The summit has an impressive cairn which has been known to be vandalised on occasions but always seems to gets rebuilt by other walkers. The top of the fell is relatively flat for a distance of about 2.5 km in a north-to-south direction and the impressive Eel Crags fall away vertically on the Newlands side of the fell, these crags are popular with rock climbers with the quality of the rock being very good. High Spy North Top stands almost a kilometre north of the main top; it has a height of 634 m and is also classed as a Nuttall, with a fine view of Derwent Water. 600 m north of the main summit is a small unnamed tarn.

==Ascents==
High Spy is often climbed as part of the Newlands Horseshoe ridge walk but can be ascended directly despite being defended by crags on both its Newlands and Borrowdale sides.
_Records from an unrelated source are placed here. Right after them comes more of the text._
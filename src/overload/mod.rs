//=====================================================
// File: overload/mod.rs
//=====================================================
// Author: ZobieLabs
// License: Duality Public License (DPL v1.0)
// Goal: Type-directed operator overloading
// Objective: Map (operator, type tag) to a function registered under a
//            mangled name and call it at run time
//=====================================================

use tracing::debug;

use crate::interpreter::{
    CODE_UNDEFINED_OPERATION, CallResult, Context, ErrorKind, ScriptError,
};
use crate::symbol::Symbol;
use crate::types::{Function, TypeTag, ValueRef};

/// Operator key for `value("name")` property access.
pub const EXTRACTION: &str = "e";
/// Operator key for display.
pub const PRINT: &str = "p";

//=====================================================
// Section 1.0 - Resolver
//=====================================================

pub struct OverloadResolver;

impl OverloadResolver {
    /// Builds the lookup name `%<type code>_<operator>`, e.g. `%h_e`.
    pub fn mangle(operator: &str, tag: TypeTag) -> Symbol {
        Symbol::from(format!("%{}_{}", tag.short_code(), operator))
    }

    /// Finds the callable bound to the mangled name, if any.
    pub fn resolve(ctx: &Context, operator: &str, tag: TypeTag) -> Result<Function, ScriptError> {
        let name = Self::mangle(operator, tag);
        let Some(value) = ctx.lookup(&name) else {
            return Err(not_found(operator, tag, &name));
        };
        let function = value.borrow().as_function().copied();
        function.ok_or_else(|| not_found(operator, tag, &name))
    }

    /// Calls the overload of `operator` for the receiver's type.
    ///
    /// The receiver is appended after `args` and exactly one return value is
    /// requested.
    pub fn call(
        ctx: &mut Context,
        operator: &str,
        receiver: &ValueRef,
        mut args: Vec<ValueRef>,
    ) -> CallResult<Vec<ValueRef>> {
        let tag = receiver.type_tag();
        let function = Self::resolve(ctx, operator, tag)?;
        debug!(operator, overload = function.name(), "dispatching overload");
        // The handler may keep the receiver after returning, so it is
        // always retained here.
        args.push(receiver.clone());
        function.call(ctx, &args, 1)
    }
}

fn not_found(operator: &str, tag: TypeTag, name: &Symbol) -> ScriptError {
    ScriptError::new(
        ErrorKind::OverloadNotFound,
        CODE_UNDEFINED_OPERATION,
        format!(
            "Undefined operator '{operator}' for type '{tag}': check arguments or define function {name} for overloading."
        ),
    )
}


//=====================================================
// End of file
//=====================================================
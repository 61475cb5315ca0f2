// web/routes/products.rs — catalog pages.

use axum::{
    extract::{Path, State},
    http::HeaderMap,
    response::{Html, Response},
};
use std::sync::Arc;

use crate::catalog::Product;
use crate::web::{chrome, finish, open_session, pages, WebError};
use crate::{AppContext, StoreError};

pub async fn product_list(
    State(ctx): State<Arc<AppContext>>,
    headers: HeaderMap,
) -> Result<Response, WebError> {
    let mut session = open_session(&ctx, &headers).await?;
    let products: Vec<Product> = ctx
        .storage
        .list_active_products()
        .await?
        .into_iter()
        .map(Product::from)
        .collect();

    let chrome = chrome(&ctx, &mut session).await?;
    let html = pages::layout("Products", &chrome, &pages::product_list_page(&products));
    finish(&ctx, &session, Html(html)).await
}

pub async fn product_detail(
    State(ctx): State<Arc<AppContext>>,
    Path(id): Path<i64>,
    headers: HeaderMap,
) -> Result<Response, WebError> {
    let mut session = open_session(&ctx, &headers).await?;
    let product: Product = ctx
        .storage
        .get_active_product(id)
        .await?
        .ok_or(StoreError::NotFound("product"))?
        .into();

    let qty_in_cart = session
        .data
        .cart
        .normalized()
        .get(&product.id)
        .copied()
        .unwrap_or(0);

    let chrome = chrome(&ctx, &mut session).await?;
    let html = pages::layout(
        &product.name,
        &chrome,
        &pages::product_detail_page(&product, qty_in_cart),
    );
    finish(&ctx, &session, Html(html)).await
}
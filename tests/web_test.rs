//! Handler-level tests for the web layer: rendering, escaping, session
//! cookies, and redirect flows, without a live socket.
//!
//! Tests cover:
//! 1. Health endpoint reports ok
//! 2. Product list renders the catalog and starts a session
//! 3. Cart add/view round-trips through the session cookie
//! 4. Destructive cart forms carry the confirm attribute
//! 5. Shopper-controlled strings are escaped into the page
//! 6. Login-required pages redirect anonymous visitors
//! 7. Registration signs the visitor in

use std::sync::Arc;

use axum::{
    body::to_bytes,
    extract::{Form, Path, State},
    http::{header, HeaderMap, HeaderValue, StatusCode},
    response::{IntoResponse, Response},
};
use shopd::cli;
use shopd::config::ShopConfig;
use shopd::confirm::{install_submit_guard, AlwaysAccept, Document};
use shopd::web::routes;
use shopd::AppContext;

// ─── Helpers ──────────────────────────────────────────────────────────────────

async fn test_ctx() -> (tempfile::TempDir, Arc<AppContext>) {
    let dir = tempfile::tempdir().expect("tempdir");
    let config = ShopConfig {
        port: 0,
        bind_address: "127.0.0.1".to_string(),
        data_dir: dir.path().to_path_buf(),
        log: "info".to_string(),
        log_format: "pretty".to_string(),
        session_ttl_days: 14,
        pbkdf2_iterations: 1_000,
        slow_query_ms: 0,
    };
    let ctx = Arc::new(AppContext::new(config).await.expect("context"));

    let doc = Document::new();
    install_submit_guard(&doc, Arc::new(AlwaysAccept));
    cli::seed(&ctx.storage, &ctx.events, &doc, false)
        .await
        .expect("seed");
    (dir, ctx)
}

async fn body_text(response: Response) -> String {
    let bytes = to_bytes(response.into_body(), usize::MAX).await.expect("body");
    String::from_utf8(bytes.to_vec()).expect("utf8 body")
}

/// Turn a response's `Set-Cookie` into a request `Cookie` header.
fn carry_cookie(response: &Response) -> HeaderMap {
    let mut headers = HeaderMap::new();
    if let Some(set_cookie) = response.headers().get(header::SET_COOKIE) {
        let pair = set_cookie
            .to_str()
            .expect("cookie str")
            .split(';')
            .next()
            .expect("cookie pair")
            .to_string();
        headers.insert(header::COOKIE, HeaderValue::from_str(&pair).expect("cookie"));
    }
    headers
}

fn location(response: &Response) -> &str {
    response
        .headers()
        .get(header::LOCATION)
        .expect("location header")
        .to_str()
        .expect("location str")
}

// ─── Test 1: health ──────────────────────────────────────────────────────────

#[tokio::test]
async fn test_health_reports_ok() {
    let (_dir, ctx) = test_ctx().await;
    let json = routes::health::health(State(ctx)).await;
    assert_eq!(json.0["status"], "ok");
}

// ─── Test 2: product list ────────────────────────────────────────────────────

#[tokio::test]
async fn test_product_list_renders_and_starts_session() {
    let (_dir, ctx) = test_ctx().await;

    let response = routes::products::product_list(State(ctx), HeaderMap::new())
        .await
        .expect("ok")
        .into_response();

    assert_eq!(response.status(), StatusCode::OK);
    assert!(
        response.headers().contains_key(header::SET_COOKIE),
        "first visit sets the session cookie"
    );
    let html = body_text(response).await;
    assert!(html.contains("Classic T-Shirt"));
    assert!(html.contains("$19.99"));
    assert!(
        html.contains(r#"<script src="/static/site.js" defer></script>"#),
        "every page loads the confirm script"
    );
}

// ─── Tests 3 & 4: cart round-trip ────────────────────────────────────────────

#[tokio::test]
async fn test_cart_round_trip_carries_confirm_attribute() {
    let (_dir, ctx) = test_ctx().await;
    let mug = ctx
        .storage
        .get_product_by_slug("coffee-mug")
        .await
        .unwrap()
        .unwrap();

    let response = routes::cart::cart_add(
        State(ctx.clone()),
        Path(mug.id),
        HeaderMap::new(),
        Form(routes::cart::AddForm { next: None }),
    )
    .await
    .expect("add")
    .into_response();
    assert_eq!(response.status(), StatusCode::SEE_OTHER);
    assert_eq!(location(&response), "/cart");

    let cookie = carry_cookie(&response);
    let cart_page = routes::cart::cart_view(State(ctx.clone()), cookie.clone())
        .await
        .expect("cart view")
        .into_response();
    let html = body_text(cart_page).await;

    assert!(html.contains("Added Coffee Mug to cart."), "flash renders once");
    assert!(html.contains("Coffee Mug"));
    assert!(html.contains("Subtotal: $12.50"));
    assert!(
        html.contains(r#"data-confirm="Remove Coffee Mug from your cart?""#),
        "remove form is guarded by the confirm attribute"
    );

    // Flash is gone on the next render.
    let again = routes::cart::cart_view(State(ctx), cookie)
        .await
        .expect("cart view")
        .into_response();
    let html = body_text(again).await;
    assert!(!html.contains("Added Coffee Mug to cart."));
}

// ─── Test 5: escaping ────────────────────────────────────────────────────────

#[tokio::test]
async fn test_product_names_are_escaped() {
    let (_dir, ctx) = test_ctx().await;
    ctx.storage
        .create_product(
            "<script>alert(1)</script>",
            "script-alert-product",
            "sneaky \"quoted\" description",
            100,
            "",
        )
        .await
        .unwrap();

    let response = routes::products::product_list(State(ctx), HeaderMap::new())
        .await
        .expect("ok")
        .into_response();
    let html = body_text(response).await;

    assert!(!html.contains("<script>alert(1)</script>"));
    assert!(html.contains("&lt;script&gt;alert(1)&lt;/script&gt;"));
}

// ─── Test 6: login required ──────────────────────────────────────────────────

#[tokio::test]
async fn test_anonymous_checkout_redirects_to_login() {
    let (_dir, ctx) = test_ctx().await;

    let Err(err) = routes::checkout::checkout_form(State(ctx.clone()), HeaderMap::new()).await
    else {
        panic!("anonymous checkout must not render");
    };
    let response = err.into_response();
    assert_eq!(response.status(), StatusCode::SEE_OTHER);
    assert_eq!(location(&response), "/login");

    let Err(err) = routes::orders::order_detail(State(ctx), Path(1), HeaderMap::new()).await
    else {
        panic!("anonymous order view must not render");
    };
    assert_eq!(location(&err.into_response()), "/login");
}

// ─── Test 7: registration signs in ───────────────────────────────────────────

#[tokio::test]
async fn test_registration_signs_the_visitor_in() {
    let (_dir, ctx) = test_ctx().await;

    let response = routes::account::register_submit(
        State(ctx.clone()),
        HeaderMap::new(),
        Form(routes::account::RegisterSubmission {
            username: "ada".to_string(),
            email: "ada@example.com".to_string(),
            password1: "correct horse battery".to_string(),
            password2: "correct horse battery".to_string(),
        }),
    )
    .await
    .expect("register")
    .into_response();
    assert_eq!(location(&response), "/");

    // The session now carries the account: the product page greets by name.
    let cookie = carry_cookie(&response);
    let response = routes::products::product_list(State(ctx), cookie)
        .await
        .expect("ok")
        .into_response();
    let html = body_text(response).await;
    assert!(html.contains("ada"), "nav shows the signed-in user");
    assert!(html.contains("Account created."));
}
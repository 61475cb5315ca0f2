pub mod account;
pub mod cart;
pub mod checkout;
pub mod health;
pub mod orders;
pub mod products;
From Borrowdale a path goes from Rosthwaite and climbs through the disused Rigg Head Quarries to reach the col linking High Spy to Dale Head and then up the south ridge to the summit passing a small unnamed tarn just before the top. From this side it is also possible to start from Grange and use an old drove road to get through the barrier of Blea Crag and then approach the summit. A scrambling route also starts from Grange, going via Hollows Farm it tackles the rocky rake of Nitting Haws directly. From Little Town in the Newlands valley an old mine road zig zags up to the col between the fell and Dale Head to then reach the top by the south ridge.

==Mining==
The latter route passes the Castlenook lead mine at the foot of the fell on the Newlands side, this mine, formerly owned by the Company of Mines Royal, started production in the 1860s and continued until 1918 when cheaper imports led to its closure. There are also signs of trial levels higher up the steep slope.